On the way to the office, Henry looks at some wildlife paintings on the wall, which Martha says were done by Dale. Then the phone rings. Martha answers. While she’s on the phone, Henry begins to poke around the office.

He finds numerous prayer cards and a file of strange crimes from Stephen King’s previous works that Dale has saved as evidence of how demonic Castle Rock is. Cujo is in there. While Stephen King wrote it really well, rabid animals are all over in the northeast. No one would actually take that seriously as a sign of the devil. It’s a sign that you really need to get your pets their rabies shots.

Henry moves on from the newspaper articles to searching through Dale’s desk drawers. He has a drawer full of old calendars from different years, each turned to the page with the same Bible verse, Acts 16:33: Even at that hour of the night, the jailer cared for them and washed their wounds. Then he and everyone in his household were immediately baptized.

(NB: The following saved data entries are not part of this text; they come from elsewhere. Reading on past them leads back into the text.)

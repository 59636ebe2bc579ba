//! Observability snapshot (§10 "Observability") backing `GET /health` and
//! `GET /v1/cognitive/health`.

use chrono::{DateTime, Utc};
use serde::{Deserialize, Serialize};

#[derive(Debug, Clone, Serialize, Deserialize)]
pub struct HealthSnapshot {
    pub status: String,
    pub uptime_seconds: u64,
    pub last_consolidation_tick: Option<DateTime<Utc>>,
    pub last_decay_tick: Option<DateTime<Utc>>,
    pub metrics: MetricsSnapshot,
}

/// Plain-struct mirror of `cortex_core::observability::Metrics` — the
/// atomics themselves aren't `Serialize`, so `/health` reports the
/// point-in-time counts instead of the live registry.
#[derive(Debug, Clone, Default, Serialize, Deserialize)]
pub struct MetricsSnapshot {
    pub memories_created: u64,
    pub memories_deleted: u64,
    pub recalls_served: u64,
    pub reinforcements: u64,
    pub penalizations: u64,
    pub contradictions_detected: u64,
    pub consolidation_runs: u64,
    pub decay_runs: u64,
    pub embedding_failures: u64,
    pub reasoner_failures: u64,
    pub storage_failures: u64,
    pub rate_limited_requests: u64,
}

impl From<&cortex_core::observability::Metrics> for MetricsSnapshot {
    fn from(m: &cortex_core::observability::Metrics) -> Self {
        Self {
            memories_created: m.memories_created.get(),
            memories_deleted: m.memories_deleted.get(),
            recalls_served: m.recalls_served.get(),
            reinforcements: m.reinforcements.get(),
            penalizations: m.penalizations.get(),
            contradictions_detected: m.contradictions_detected.get(),
            consolidation_runs: m.consolidation_runs.get(),
            decay_runs: m.decay_runs.get(),
            embedding_failures: m.embedding_failures.get(),
            reasoner_failures: m.reasoner_failures.get(),
            storage_failures: m.storage_failures.get(),
            rate_limited_requests: m.rate_limited_requests.get(),
        }
    }
}
use crate::ids::{AgentId, EpisodeId, ProcedureId, TenantId};
use chrono::{DateTime, Utc};
use serde::{Deserialize, Serialize};

/// One recorded trigger/action exchange backing a procedure's examples.
#[derive(Debug, Clone, Serialize, Deserialize)]
pub struct ExampleExchange {
    pub trigger_text: String,
    pub action_text: String,
    pub occurred_at: DateTime<Utc>,
}

/// §3 Procedure (learned skill).
#[derive(Debug, Clone, Serialize, Deserialize)]
pub struct Procedure {
    pub id: ProcedureId,
    pub tenant_id: TenantId,
    pub agent_id: AgentId,
    pub trigger_pattern: String,
    pub trigger_keywords: Vec<String>,
    pub trigger_embedding: Option<Vec<f32>>,
    pub action_template: String,
    pub action_type: String,
    pub use_count: u64,
    pub success_count: u64,
    pub failure_count: u64,
    pub confidence: f64,
    pub memory_strength: f64,
    pub version: u32,
    pub previous_version_id: Option<ProcedureId>,
    pub derived_from_episodes: Vec<EpisodeId>,
    pub examples: Vec<ExampleExchange>,
    pub created_at: DateTime<Utc>,
    pub last_used_at: Option<DateTime<Utc>>,
}

impl Procedure {
    pub fn new(
        tenant_id: TenantId,
        agent_id: AgentId,
        trigger_pattern: impl Into<String>,
        action_template: impl Into<String>,
        action_type: impl Into<String>,
    ) -> Self {
        Self {
            id: ProcedureId::new(),
            tenant_id,
            agent_id,
            trigger_pattern: trigger_pattern.into(),
            trigger_keywords: Vec::new(),
            trigger_embedding: None,
            action_template: action_template.into(),
            action_type: action_type.into(),
            use_count: 0,
            success_count: 0,
            failure_count: 0,
            confidence: 0.5,
            memory_strength: 1.0,
            version: 1,
            previous_version_id: None,
            derived_from_episodes: Vec::new(),
            examples: Vec::new(),
            created_at: Utc::now(),
            last_used_at: None,
        }
    }

    /// `success / (success + failure)`, 0 when `use_count` is 0 (§3 Procedure).
    pub fn success_rate(&self) -> f64 {
        let total = self.success_count + self.failure_count;
        if total == 0 {
            0.0
        } else {
            self.success_count as f64 / total as f64
        }
    }

    pub fn record_use(&mut self, outcome: super::episode::Outcome) {
        self.use_count += 1;
        self.last_used_at = Some(Utc::now());
        match outcome {
            super::episode::Outcome::Success => self.success_count += 1,
            super::episode::Outcome::Failure => self.failure_count += 1,
            _ => {}
        }
    }
}
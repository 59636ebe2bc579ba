//! §3 Procedure (learned skill), §6 `/v1/procedures`.

use cortex_confidence::arithmetic;
use cortex_core::constants::PROCEDURE_MATCH_THRESHOLD;
use cortex_core::errors::CortexResult;
use cortex_core::ids::{AgentId, ProcedureId, TenantId};
use cortex_core::models::{Outcome, Procedure};

use crate::kernel::CortexKernel;

pub struct MatchProceduresParams {
    pub tenant_id: TenantId,
    pub agent_id: AgentId,
    pub cues: String,
    pub top_k: usize,
}

pub struct LearnProcedureParams {
    pub tenant_id: TenantId,
    pub agent_id: AgentId,
    pub trigger_pattern: String,
    pub trigger_keywords: Vec<String>,
    pub action_template: String,
    pub action_type: String,
}

pub struct RecordProcedureOutcomeParams {
    pub tenant_id: TenantId,
    pub agent_id: AgentId,
    pub procedure_id: ProcedureId,
    pub outcome: Outcome,
}

impl CortexKernel {
    /// §4.4 procedure matching: embed the cues, rank by similarity to
    /// `trigger_embedding`, keep hits at or above the fixed match threshold.
    pub async fn match_procedures(&self, params: MatchProceduresParams) -> CortexResult<Vec<(Procedure, f64)>> {
        let embedding = self.embeddings.embed(&params.cues).await?;
        let hits = self
            .procedures
            .vector_search(params.tenant_id, params.agent_id, &embedding, params.top_k)
            .await?;

        let mut matched = Vec::with_capacity(hits.len());
        for hit in hits {
            if hit.similarity < PROCEDURE_MATCH_THRESHOLD {
                continue;
            }
            let procedure = self.procedures.get(params.tenant_id, params.agent_id, hit.id).await?;
            matched.push((procedure, hit.similarity));
        }
        Ok(matched)
    }

    pub async fn learn_procedure(&self, params: LearnProcedureParams) -> CortexResult<Procedure> {
        let mut procedure = Procedure::new(
            params.tenant_id,
            params.agent_id,
            params.trigger_pattern,
            params.action_template,
            params.action_type,
        );
        procedure.trigger_keywords = params.trigger_keywords;
        procedure.trigger_embedding = self.embeddings.embed(&procedure.trigger_pattern).await.ok();
        self.procedures.upsert(procedure).await
    }

    /// Records a use and adjusts confidence the same way memory confidence
    /// moves under explicit feedback (§4.1 Reinforce/Penalize), since
    /// procedures share the same bounded-confidence model as memories.
    pub async fn record_procedure_outcome(&self, params: RecordProcedureOutcomeParams) -> CortexResult<Procedure> {
        let mut procedure = self
            .procedures
            .get(params.tenant_id, params.agent_id, params.procedure_id)
            .await?;
        procedure.record_use(params.outcome);
        procedure.confidence = match params.outcome {
            Outcome::Success => arithmetic::reinforce(procedure.confidence),
            Outcome::Failure => arithmetic::penalize(procedure.confidence),
            Outcome::Neutral | Outcome::Unknown => procedure.confidence,
        };
        self.procedures.upsert(procedure).await
    }
}
//! §3 Schema (mental model), §6 `/v1/schemas`.

use cortex_consolidation::schema::SchemaOutcome;
use cortex_core::errors::CortexResult;
use cortex_core::ids::{AgentId, SchemaId, TenantId};
use cortex_core::models::Schema;
use cortex_session::schema_match::match_schemas;

use crate::kernel::CortexKernel;

pub struct MatchSchemasParams {
    pub tenant_id: TenantId,
    pub agent_id: AgentId,
    pub query: String,
    pub input_contexts: Vec<String>,
    pub time_of_day: Option<String>,
    pub limit: usize,
}

pub struct ContradictSchemaParams {
    pub tenant_id: TenantId,
    pub agent_id: AgentId,
    pub schema_id: SchemaId,
}

impl CortexKernel {
    pub async fn list_schemas(&self, tenant_id: TenantId, agent_id: AgentId) -> CortexResult<Vec<Schema>> {
        self.schemas.list(tenant_id, agent_id).await
    }

    pub async fn match_schemas(&self, params: MatchSchemasParams) -> CortexResult<Vec<(Schema, f64)>> {
        let schemas = self.schemas.list(params.tenant_id, params.agent_id).await?;
        let embedding = self.embeddings.embed(&params.query).await.ok();
        Ok(match_schemas(
            &schemas,
            embedding.as_deref(),
            &params.input_contexts,
            params.time_of_day.as_deref(),
            params.limit,
        ))
    }

    /// On-demand detection for `/v1/schemas/detect`, distinct from the
    /// full consolidation pass — calls the same free function the pipeline
    /// uses for its step 5 directly.
    pub async fn detect_schemas(&self, tenant_id: TenantId, agent_id: AgentId) -> CortexResult<SchemaOutcome> {
        cortex_consolidation::schema::detect_schemas(
            self.reasoner.as_ref(),
            &self.memories,
            &self.episodes,
            &self.schemas,
            &self.config.consolidation,
            tenant_id,
            agent_id,
        )
        .await
    }

    /// Increments the contradiction counter and penalizes confidence the
    /// same way a contradicted memory is penalized (§4.1 Penalize).
    pub async fn contradict_schema(&self, params: ContradictSchemaParams) -> CortexResult<Schema> {
        let mut schema = self.schemas.get(params.tenant_id, params.agent_id, params.schema_id).await?;
        schema.contradiction_count += 1;
        schema.confidence = cortex_confidence::arithmetic::penalize(schema.confidence);
        self.schemas.upsert(schema).await
    }

    /// Re-derives `evidence_count` from the evidence arrays, preserving the
    /// §3 invariant after any external mutation to the evidence lists.
    pub async fn validate_schema(&self, tenant_id: TenantId, agent_id: AgentId, id: SchemaId) -> CortexResult<Schema> {
        let mut schema = self.schemas.get(tenant_id, agent_id, id).await?;
        schema.recompute_evidence_count();
        self.schemas.upsert(schema).await
    }

    pub async fn delete_schema(&self, tenant_id: TenantId, agent_id: AgentId, id: SchemaId) -> CortexResult<()> {
        self.schemas.delete(tenant_id, agent_id, id).await
    }
}
//! Working-memory activation (§4.4) and schema matching (§4.6).

pub mod pipeline;
pub mod pool;
pub mod schema_match;
pub mod slots;

pub use pipeline::{ActivationOutcome, ActivationRequest, WorkingMemoryPipeline};
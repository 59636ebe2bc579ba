use crate::ids::{AgentId, TenantId};
use crate::models::MemoryTypePolicy;
use serde::{Deserialize, Serialize};
use std::collections::HashMap;

/// An agent belongs to exactly one tenant; `(tenant_id, external_id)` is
/// unique (§3 Agent).
#[derive(Debug, Clone, Serialize, Deserialize)]
pub struct Agent {
    pub id: AgentId,
    pub tenant_id: TenantId,
    pub external_id: String,
    pub name: String,
    pub metadata: HashMap<String, serde_json::Value>,
    /// Per-type retention overrides (§6 `/v1/agents/{id}/policies`). Empty
    /// means "use the deployment's `PolicyConfig` defaults".
    pub policies: Vec<MemoryTypePolicy>,
}

impl Agent {
    pub fn new(tenant_id: TenantId, external_id: impl Into<String>, name: impl Into<String>) -> Self {
        Self {
            id: AgentId::new(),
            tenant_id,
            external_id: external_id.into(),
            name: name.into(),
            metadata: HashMap::new(),
            policies: Vec::new(),
        }
    }
}
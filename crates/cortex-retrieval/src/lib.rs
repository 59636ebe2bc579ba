//! Hybrid vector + graph recall (§4.3).

pub mod recall;

pub use recall::{RecallHit, RecallPipeline, RecallRequest};
//! Fixed tables referenced by §3/§4. These are deliberately plain
//! constants rather than config: tier boundaries, the relation set, and
//! the feedback table are invariants, not tunables.

use crate::models::{FeedbackSignalType, MentionType, RelationType, Tier};

/// Confidence bounds after every mutation (§3 Memory invariants).
pub const CONFIDENCE_MIN: f64 = 0.0;
pub const CONFIDENCE_MAX: f64 = 0.99;

/// Tier boundaries (§3 "Tiers"): hot >0.85 >= warm >0.70 >= cold >0.40 >= archive.
pub const TIER_HOT_MIN: f64 = 0.85;
pub const TIER_WARM_MIN: f64 = 0.70;
pub const TIER_COLD_MIN: f64 = 0.40;

/// Pure function of confidence — never stored state.
pub fn tier(confidence: f64) -> Tier {
    if confidence > TIER_HOT_MIN {
        Tier::Hot
    } else if confidence > TIER_WARM_MIN {
        Tier::Warm
    } else if confidence > TIER_COLD_MIN {
        Tier::Cold
    } else {
        Tier::Archive
    }
}

/// Per-tier decay multiplier (§4.1 Decay).
pub fn tier_decay_multiplier(t: Tier) -> f64 {
    match t {
        Tier::Hot => 0.5,
        Tier::Warm => 1.0,
        Tier::Cold => 1.5,
        Tier::Archive => 2.0,
    }
}

/// Reinforce step size (diminishing returns): c' = min(0.99, c + 0.05*(1-c)).
pub const REINFORCE_STEP: f64 = 0.05;

/// Penalize step size: c' = max(0, c - 0.10*c).
pub const PENALIZE_STEP: f64 = 0.10;

/// Access-boost applied on successful retrieval (§4.1).
pub const ACCESS_BOOST: f64 = 0.01;

/// Fixed feedback-effect table (§4.5 / §4.1). Deltas are added then clamped.
#[derive(Debug, Clone, Copy)]
pub struct FeedbackEffect {
    pub confidence_delta: f64,
    pub reinforcement_delta: i64,
    pub trigger_review: bool,
    pub trigger_summarize: bool,
}

pub fn feedback_effect(signal: FeedbackSignalType) -> FeedbackEffect {
    use FeedbackSignalType::*;
    match signal {
        Helpful => FeedbackEffect {
            confidence_delta: 0.05,
            reinforcement_delta: 1,
            trigger_review: false,
            trigger_summarize: false,
        },
        Unhelpful => FeedbackEffect {
            confidence_delta: -0.10,
            reinforcement_delta: -1,
            trigger_review: false,
            trigger_summarize: false,
        },
        Used => FeedbackEffect {
            confidence_delta: 0.02,
            reinforcement_delta: 0,
            trigger_review: false,
            trigger_summarize: false,
        },
        Ignored => FeedbackEffect {
            confidence_delta: -0.02,
            reinforcement_delta: 0,
            trigger_review: false,
            trigger_summarize: false,
        },
        Contradicted => FeedbackEffect {
            confidence_delta: -0.20,
            reinforcement_delta: -2,
            trigger_review: true,
            trigger_summarize: false,
        },
        Outdated => FeedbackEffect {
            confidence_delta: -0.15,
            reinforcement_delta: -1,
            trigger_review: false,
            trigger_summarize: true,
        },
    }
}

/// Whether a relation type is stored symmetrically (§3 Graph edge).
pub fn is_symmetric(relation: RelationType) -> bool {
    matches!(
        relation,
        RelationType::EntityLink | RelationType::Thematic | RelationType::Supports
    )
}

/// Per-relation decay multiplier for graph traversal-activation attenuation
/// (§3 Graph edge, §4.3 graph expansion). Causal/contradicts decay slowest,
/// temporal fastest.
pub fn relation_decay_multiplier(relation: RelationType) -> f64 {
    use RelationType::*;
    match relation {
        Causal => 0.95,
        Contradicts => 0.95,
        Supersedes => 0.9,
        DerivedFrom => 0.85,
        Supports => 0.8,
        EntityLink => 0.75,
        Thematic => 0.7,
        Temporal => 0.5,
    }
}

/// Mention-type weight used when building entity-link edges (§3 Entity/Mention).
pub fn mention_weight(mention: MentionType) -> f64 {
    match mention {
        MentionType::Subject => 0.9,
        MentionType::Object => 0.7,
        MentionType::Context => 0.4,
    }
}

/// Edges never decay below this floor by time alone (§4.2).
pub const EDGE_STRENGTH_FLOOR: f64 = 0.05;

/// Default dedup/similarity/cluster thresholds (§4.2, §4.5, §6 configuration).
pub const DEFAULT_DEDUP_THRESHOLD: f64 = 0.92;
pub const DEFAULT_SIMILAR_THRESHOLD: f64 = 0.85;
pub const DEFAULT_CLUSTER_THRESHOLD: f64 = 0.65;
pub const DEFAULT_MIN_CLUSTER_SIZE: usize = 5;
pub const DEFAULT_MAX_SLOTS: usize = 7;
pub const PROCEDURE_MATCH_THRESHOLD: f64 = 0.6;

/// Working-memory pool scoring weights (§4.4 step 3): `score = α·vector_sim
/// + β·graph_act + γ·recency + δ·confidence`.
pub const WM_SCORE_VECTOR_WEIGHT: f64 = 0.4;
pub const WM_SCORE_GRAPH_WEIGHT: f64 = 0.3;
pub const WM_SCORE_RECENCY_WEIGHT: f64 = 0.15;
pub const WM_SCORE_CONFIDENCE_WEIGHT: f64 = 0.15;

/// §4.6 schema-match minimum score and fusion weights: `score =
/// 0.3·context_match + 0.2·time_match + 0.5·cosine(query, schema)`,
/// multiplied by `schema.confidence`.
pub const SCHEMA_MATCH_CONTEXT_WEIGHT: f64 = 0.3;
pub const SCHEMA_MATCH_TIME_WEIGHT: f64 = 0.2;
pub const SCHEMA_MATCH_COSINE_WEIGHT: f64 = 0.5;
pub const SCHEMA_MATCH_MIN_SCORE: f64 = 0.3;

/// Reference time-of-day label used by §4.6 `time_match`.
pub const WORK_HOURS_LABEL: &str = "work_hours";

/// Source of the belief statement a consolidation pass extracted from an
/// episode (§4.5 step 3 "Belief extraction").
#[derive(Debug, Clone, Copy, PartialEq, Eq)]
pub enum EvidenceType {
    Explicit,
    Implicit,
    Behavioral,
}

/// Initial confidence for a newly created memory, by evidence strength.
pub fn initial_confidence(evidence: EvidenceType) -> f64 {
    match evidence {
        EvidenceType::Explicit => 0.9,
        EvidenceType::Implicit => 0.6,
        EvidenceType::Behavioral => 0.4,
    }
}

/// §4.5 step 5 schema-detection age floor ("stable (>=24h old)").
pub const SCHEMA_CANDIDATE_MIN_AGE_HOURS: i64 = 24;

/// §4.8 episode decay: below this `memory_strength`, an episode is archived.
pub const EPISODE_ARCHIVE_STRENGTH_FLOOR: f64 = 0.1;

/// §4.8: consecutive decay passes at the `Archive` tier before a memory is
/// deleted outright.
pub const MEMORY_ARCHIVE_TERMINAL_PASSES: u32 = 2;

Henry is interrupted by Martha returning and asking if he’s black. Her next door neighbor called to warn her that Henry Deaver was her visitor. Martha Lacy is blind, so she didn’t know it was Henry. She says hateful things to Henry, assuming that he killed his father, who was her pastor, and throws him out of the house. Before he leaves, he notices the giant, cartoon-style padlock on the basement door. He asks Martha what’s down there. She just threatens to call the police unless he leaves immediately.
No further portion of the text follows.